From: Community Environmental Center
Published June 4, 2012 10:33 AM

Queens College hosts the launch of year 3 of NYC °CoolRoofs, which aims to coat one million square feet of NYC rooftop in 2012

June 4, 2012—Queens, NY—The sky was overcast when Community Environmental Center (CEC) joined NYC Buildings Commissioner Robert LiMandri and NYC Chief Service Officer Diahann Billings-Burford to launch the 3rd year of NYC CoolRoofs.  The setting was the rooftop of Kiely Hall at Queens College, and in anticipation that the sun would come out again, volunteers had covered a 7,200-square-foot section of the building’s spacious, low roof with a white, reflective coating.

Since 2010, NYC °CoolRoofs has coated 2.6 million square feet of New York City rooftop, to lessen the absorption of sunlight and lower the temperatures within and outside of the city’s buildings. For 2012, the goal is to coat an additional one million square feet.

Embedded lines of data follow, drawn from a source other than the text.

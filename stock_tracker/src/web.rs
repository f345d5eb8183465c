//! Read-only JSON API over the stock log
//!
//! Exposes the latest state of every item, the raw history of one item and
//! its availability report.

use axum::{
    extract::{Query, State},
    http::StatusCode,
    response::Json,
    routing::get,
    Router,
};
use chrono::Utc;
use serde::{Deserialize, Serialize};
use std::sync::{Arc, Mutex, MutexGuard};
use stock_common::{EntityId, StockLogRow};

use crate::analytics::{analyze_entity, TimelineReport};
use crate::database::SqliteStockLog;
use crate::error::TrackerError;
use crate::store::StockLogStore;

/// Shared application state (thread-safe stock log)
#[derive(Clone)]
struct AppState {
    stock_log: Arc<Mutex<SqliteStockLog>>,
}

/// `?id=<product>: <item>`
#[derive(Deserialize)]
struct ItemParams {
    id: String,
}

/// API response wrapper
#[derive(Serialize)]
struct ApiResponse<T> {
    success: bool,
    #[serde(skip_serializing_if = "Option::is_none")]
    data: Option<T>,
    #[serde(skip_serializing_if = "Option::is_none")]
    error: Option<String>,
}

type ApiError = (StatusCode, Json<ApiResponse<()>>);
type ApiResult<T> = Result<Json<ApiResponse<T>>, ApiError>;

fn ok<T>(data: T) -> ApiResult<T> {
    Ok(Json(ApiResponse {
        success: true,
        data: Some(data),
        error: None,
    }))
}

fn api_error(status: StatusCode, message: impl Into<String>) -> ApiError {
    (
        status,
        Json(ApiResponse {
            success: false,
            data: None,
            error: Some(message.into()),
        }),
    )
}

/// Status code for a tracker error surfaced through the API
fn error_status(err: &TrackerError) -> StatusCode {
    match err {
        TrackerError::EmptyHistory(_) => StatusCode::NOT_FOUND,
        TrackerError::NonMonotonicLog { .. } => StatusCode::UNPROCESSABLE_ENTITY,
        TrackerError::InvalidEntityId(_) => StatusCode::BAD_REQUEST,
        _ => StatusCode::INTERNAL_SERVER_ERROR,
    }
}

fn from_tracker_error(err: TrackerError) -> ApiError {
    let status = error_status(&err);
    if status == StatusCode::INTERNAL_SERVER_ERROR {
        log::error!("API error: {}", err);
    }
    api_error(status, err.to_string())
}

fn lock_log(state: &AppState) -> Result<MutexGuard<'_, SqliteStockLog>, ApiError> {
    state.stock_log.lock().map_err(|_| {
        log::error!("Stock log lock poisoned");
        api_error(StatusCode::INTERNAL_SERVER_ERROR, "stock log unavailable")
    })
}

fn parse_id(raw: &str) -> Result<EntityId, ApiError> {
    EntityId::parse(raw).ok_or_else(|| from_tracker_error(TrackerError::InvalidEntityId(raw.to_string())))
}

/// GET /api/items - latest row of every item
async fn items_handler(State(state): State<AppState>) -> ApiResult<Vec<StockLogRow>> {
    let stock_log = lock_log(&state)?;
    let latest = stock_log.most_recent_row_per_entity().map_err(from_tracker_error)?;

    let mut rows: Vec<StockLogRow> = latest.into_values().collect();
    rows.sort_by(|a, b| a.entity_id.cmp(&b.entity_id));
    ok(rows)
}

/// GET /api/history?id={id} - every row of one item, oldest first
async fn history_handler(
    State(state): State<AppState>,
    Query(params): Query<ItemParams>,
) -> ApiResult<Vec<StockLogRow>> {
    let id = parse_id(&params.id)?;
    let stock_log = lock_log(&state)?;
    let rows = stock_log.all_rows_for_entity(&id).map_err(from_tracker_error)?;

    if rows.is_empty() {
        return Err(from_tracker_error(TrackerError::EmptyHistory(id)));
    }
    ok(rows)
}

/// GET /api/report?id={id} - availability report of one item
async fn report_handler(
    State(state): State<AppState>,
    Query(params): Query<ItemParams>,
) -> ApiResult<TimelineReport> {
    let id = parse_id(&params.id)?;
    let stock_log = lock_log(&state)?;
    let report = analyze_entity(&*stock_log, &id, Utc::now()).map_err(from_tracker_error)?;
    ok(report)
}

/// Build the web server router
pub fn create_router(stock_log: Arc<Mutex<SqliteStockLog>>) -> Router {
    let state = AppState { stock_log };

    Router::new()
        .route("/api/items", get(items_handler))
        .route("/api/history", get(history_handler))
        .route("/api/report", get(report_handler))
        .with_state(state)
}

/// Start the web server (async)
///
/// Binds to 0.0.0.0 (all interfaces) to work with Docker port mapping.
pub async fn serve(
    stock_log: Arc<Mutex<SqliteStockLog>>,
    port: u16,
) -> Result<(), Box<dyn std::error::Error>> {
    let app = create_router(stock_log);
    let addr = format!("0.0.0.0:{}", port);

    log::info!("Web API listening on {}", addr);

    let listener = tokio::net::TcpListener::bind(&addr).await?;
    axum::serve(listener, app).await?;

    Ok(())
}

 “All of us can play a role in making New York the greenest, greatest city in the world,” said Commissioner LiMandri. “A cool roof is an easy and effective way to help the City reduce its carbon footprint by 2030, and the tremendous success of the program is due to its simplicity—for property owners and the volunteers who want to lend a hand. By coating a rooftop, you will not only lower your building’s energy consumption and costs, but also help reduce the City’s carbon emissions, overall temperature and stress on the power grid.”

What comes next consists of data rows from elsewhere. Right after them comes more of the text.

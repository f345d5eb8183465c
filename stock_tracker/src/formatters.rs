use crate::analytics::TimelineReport;
use chrono::{DateTime, Utc};
use stock_common::{RawItem, TIMESTAMP_FORMAT};

/// Render a second count as `"<d> days <h>h<mm>"`, dropping the day segment
/// when it is zero. Negative counts render their magnitude; the sign is the
/// caller's business.
pub fn format_duration(seconds: i64) -> String {
    let total_minutes = seconds.unsigned_abs() / 60;
    let days = total_minutes / (24 * 60);
    let hours = (total_minutes / 60) % 24;
    let minutes = total_minutes % 60;

    if days == 0 {
        format!("{hours}h{minutes:02}")
    } else {
        format!("{days} days {hours}h{minutes:02}")
    }
}

/// Like [`format_duration`] but with a leading `-` for negative counts
pub fn format_signed_duration(seconds: i64) -> String {
    if seconds < 0 {
        format!("-{}", format_duration(seconds))
    } else {
        format_duration(seconds)
    }
}

fn format_timestamp(ts: Option<DateTime<Utc>>) -> String {
    ts.map(|t| t.format(TIMESTAMP_FORMAT).to_string())
        .unwrap_or_else(|| "never".to_string())
}

fn format_optional(seconds: Option<i64>, render: fn(i64) -> String) -> String {
    seconds.map(render).unwrap_or_else(|| "undefined".to_string())
}

/// Plain-text report, one statistic per line
pub fn format_report(report: &TimelineReport) -> String {
    let mut output = String::new();

    output.push_str(&format!("Printing report for {}\n", report.entity_id));
    output.push_str(&format!(
        "Data since: {}\n",
        report.since.format(TIMESTAMP_FORMAT)
    ));
    output.push_str(&format!(
        "Last in stock: {}\n",
        format_timestamp(report.last_transition_into_in_stock)
    ));
    output.push_str(&format!(
        "Last out of stock: {}\n",
        format_timestamp(report.last_transition_into_out_of_stock)
    ));
    output.push_str(&format!("Times in stock: {}\n", report.transitions_to_in_stock));
    output.push_str(&format!(
        "Times out of stock: {}\n",
        report.transitions_to_out_of_stock
    ));
    output.push_str(&format!(
        "Time in stock: {}\n",
        format_duration(report.total_seconds_in_stock)
    ));
    output.push_str(&format!(
        "Time out of stock: {}\n",
        format_duration(report.total_seconds_out_of_stock)
    ));
    output.push_str(&format!(
        "Avg time in stock: {}\n",
        format_optional(report.avg_seconds_in_stock, format_duration)
    ));
    output.push_str(&format!(
        "Avg time out of stock: {}\n",
        format_optional(report.avg_seconds_out_of_stock, format_duration)
    ));
    output.push_str(&format!(
        "Predicted next stock change: {}\n",
        format_optional(report.predicted_next_transition_in, format_signed_duration)
    ));

    output
}

/// Group items by product (input order) with a product header and link.
///
/// `marker` prefixes every item line.
fn format_grouped(items: &[&RawItem], marker: &str) -> String {
    let mut output = String::new();
    let mut current_product: Option<&str> = None;

    for item in items {
        if current_product != Some(item.product.name.as_str()) {
            if current_product.is_some() {
                output.push('\n');
            }
            current_product = Some(item.product.name.as_str());
            output.push_str(&format!("{}:\n", item.product.name));
            output.push_str(&format!("Link: {}\n", item.product.url));
        }
        output.push_str(&format!("{marker} {item}\n"));
    }

    output
}

/// Listing of currently available items
pub fn format_available(items: &[&RawItem]) -> String {
    format!("Available Products:\n{}", format_grouped(items, "-"))
}

/// Chat message announcing newly available watched items
pub fn format_notification(items: &[&RawItem]) -> String {
    format!("Watched In Stock Items:\n{}", format_grouped(items, ">"))
}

Community Environmental Center, the Queens-based nonprofit dedicated to bringing energy efficiency to New York City buildings, manages the day-to-day operations of the °CoolRoofs Program, an assignment that, according to CEC President Richard Cherry, “includes identifying and inspecting potential buildings, supervising the coating, managing the delivery of painting materials, and coordinating volunteers on painting days – everything connected to making a successful painting day.”

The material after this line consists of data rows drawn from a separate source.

//! Product catalogue and watch list configuration
//!
//! Loaded from a JSON file when `--config` is given, otherwise the built-in
//! catalogue below is used.

use crate::error::{Result, TrackerError};
use serde::{Deserialize, Serialize};
use std::path::Path;
use stock_common::{Product, ProductLayout, Vendor};

#[derive(Debug, Clone, PartialEq, Eq, Serialize, Deserialize)]
pub struct Config {
    pub products: Vec<Product>,
    /// Regular expressions matched against `"<product>: <item>"`
    #[serde(default)]
    pub watch: Vec<String>,
}

impl Default for Config {
    fn default() -> Self {
        Self {
            products: default_products(),
            watch: DEFAULT_WATCH_TERMS.iter().map(|t| t.to_string()).collect(),
        }
    }
}

impl Config {
    /// Read a JSON config file
    pub fn load(path: &Path) -> Result<Self> {
        let content = std::fs::read_to_string(path)?;
        let config: Config = serde_json::from_str(&content)
            .map_err(|e| TrackerError::Config(format!("{}: {}", path.display(), e)))?;

        if config.products.is_empty() {
            return Err(TrackerError::Config(format!(
                "{}: no products configured",
                path.display()
            )));
        }

        log::info!(
            "Loaded {} products and {} watch terms from {}",
            config.products.len(),
            config.watch.len(),
            path.display()
        );
        Ok(config)
    }

    /// Config file when given, built-in catalogue otherwise
    pub fn load_or_default(path: Option<&Path>) -> Result<Self> {
        match path {
            Some(path) => Self::load(path),
            None => {
                log::debug!("No config file given, using built-in product list");
                Ok(Self::default())
            }
        }
    }
}

const DEFAULT_WATCH_TERMS: [&str; 6] = [
    r"Rogue Ohio Power Bar 45LB",
    r"Rogue (Fleck|Color).*(10|25|45|55)LB",
    r"Rogue Echo Bumper Plate v2: (10|25|45)LB",
    r": (1\.25|2\.5|5|45)LB Rogue Olympic",
    r"Rep Fitness Iron.*45lb",
    r"PR 1100",
];

fn default_products() -> Vec<Product> {
    use ProductLayout::{Multi, Single};
    use Vendor::{RepFitness, Rogue};

    vec![
        Product::new(
            "Rogue Olympic Plates",
            "https://www.roguefitness.com/rogue-olympic-plates",
            Rogue,
            Multi,
        ),
        Product::new(
            "Rogue Deep Dish Plates",
            "https://www.roguefitness.com/rogue-deep-dish-plates",
            Rogue,
            Multi,
        ),
        Product::new(
            "Rogue Steel Plates",
            "https://www.roguefitness.com/rogue-calibrated-lb-steel-plates",
            Rogue,
            Multi,
        ),
        Product::new(
            "Rogue HG Bumper Plates",
            "https://www.roguefitness.com/rogue-hg-2-0-bumper-plates",
            Rogue,
            Multi,
        ),
        Product::new(
            "Rogue Fleck Plates",
            "https://www.roguefitness.com/rogue-fleck-plates",
            Rogue,
            Multi,
        ),
        Product::new(
            "Rogue Echo Bumper Plate v2",
            "https://www.roguefitness.com/rogue-echo-bumper-plates-with-white-text",
            Rogue,
            Multi,
        ),
        Product::new(
            "Rogue Color Echo Bumper Plates",
            "https://www.roguefitness.com/rogue-color-echo-bumper-plate",
            Rogue,
            Multi,
        ),
        Product::new(
            "Rogue Mil Spec Bumper Plates",
            "https://www.roguefitness.com/rogue-us-mil-sprc-bumper-plates",
            Rogue,
            Multi,
        ),
        Product::new(
            "Rogue Mil Spec Echo Bumper Plates",
            "https://www.roguefitness.com/rogue-mil-echo-bumper-plates-black",
            Rogue,
            Multi,
        ),
        Product::new(
            "Rogue Ohio Power Bar Stainless Steel",
            "https://www.roguefitness.com/rogue-45lb-ohio-power-bar-stainless",
            Rogue,
            Single,
        ),
        Product::new(
            "Rep Fitness Iron Plates",
            "https://www.repfitness.com/bars-plates/olympic-plates/iron-plates/rep-iron-plates",
            RepFitness,
            Multi,
        ),
        Product::new(
            "Rep Fitness Black Bumper Plates",
            "https://www.repfitness.com/bars-plates/olympic-plates/bumper-plates/rep-black-bumper-plates",
            RepFitness,
            Multi,
        ),
        Product::new(
            "Rep Fitness Color Bumper Plates",
            "https://www.repfitness.com/bars-plates/olympic-plates/rep-color-bumper-plates",
            RepFitness,
            Multi,
        ),
        Product::new(
            "Rep Fitness PR 1100",
            "https://www.repfitness.com/strength-equipment/power-racks/rep-pr-1100",
            RepFitness,
            Single,
        ),
    ]
}

#[cfg(test)]
mod tests {
    use super::*;
    use std::collections::HashSet;
    use tempfile::TempDir;

    #[test]
    fn default_catalogue_has_unique_fixture_names() {
        let config = Config::default();
        let names: HashSet<String> = config.products.iter().map(|p| p.test_file_name()).collect();
        assert_eq!(names.len(), config.products.len());
        assert_eq!(config.watch.len(), 6);
    }

    #[test]
    fn load_reads_products_and_watch_terms() {
        let temp_dir = TempDir::new().unwrap();
        let path = temp_dir.path().join("config.json");
        std::fs::write(
            &path,
            r#"{
                "products": [
                    {"name": "Rogue Fleck Plates", "url": "https://www.roguefitness.com/rogue-fleck-plates",
                     "vendor": "Rogue", "layout": "script"}
                ],
                "watch": ["Fleck.*45LB"]
            }"#,
        )
        .unwrap();

        let config = Config::load(&path).unwrap();
        assert_eq!(config.products[0].layout, ProductLayout::Script);
        assert_eq!(config.products[0].vendor, Vendor::Rogue);
        assert_eq!(config.watch, vec!["Fleck.*45LB".to_string()]);
    }

    #[test]
    fn watch_defaults_to_empty() {
        let temp_dir = TempDir::new().unwrap();
        let path = temp_dir.path().join("config.json");
        std::fs::write(
            &path,
            r#"{"products": [{"name": "P", "url": "https://x/p", "vendor": "RepFitness", "layout": "single"}]}"#,
        )
        .unwrap();

        assert!(Config::load(&path).unwrap().watch.is_empty());
    }

    #[test]
    fn malformed_file_is_config_error() {
        let temp_dir = TempDir::new().unwrap();
        let path = temp_dir.path().join("config.json");
        std::fs::write(&path, r#"{"products": [{"name": "P", "vendor": "Titan"}]}"#).unwrap();

        assert!(matches!(Config::load(&path), Err(TrackerError::Config(_))));
    }

    #[test]
    fn empty_product_list_is_rejected() {
        let temp_dir = TempDir::new().unwrap();
        let path = temp_dir.path().join("config.json");
        std::fs::write(&path, r#"{"products": []}"#).unwrap();

        assert!(matches!(Config::load(&path), Err(TrackerError::Config(_))));
    }

    #[test]
    fn missing_file_is_io_error() {
        let temp_dir = TempDir::new().unwrap();
        let result = Config::load(&temp_dir.path().join("nope.json"));
        assert!(matches!(result, Err(TrackerError::Io(_))));
    }

    #[test]
    fn no_path_uses_defaults() {
        assert_eq!(Config::load_or_default(None).unwrap(), Config::default());
    }
}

Con Edison is the lead sponsor of the 2012 season, and Frances Resheske, Con Edison’s Senior Vice President for Public Affairs, was on hand to celebrate the launch, as were Queens College President James L. Muyskens and Lisbeth Shepherd, Executive Director of Green City Force, which also partners with the City on this project.

To help evaluate the effects of cool roofs on New York City, Columbia University’s Center for Climate System Research has set up an NYC °CoolRoofs monitoring station on the roof of the Museum of Modern Art’s storage and research facility in Long Island City, Queens. According to the Department of Buildings (DOB), every 15 minutes the station measures and logs black surface temperatures vs. white surface temperatures, reflected sunlight and thermal emissivity.

The DOB reports, for instance, that on July 22, 2011 – a day that set a City record for electricity usage – white, reflective roofs were 42 degrees Fahrenheit cooler than dark roofs, which reached temperatures of 170 degrees Fahrenheit.

The Columbia University Climate Research Study has found that white roofs are 43 degrees cooler on average than the dark roofs on the majority of the city’s buildings.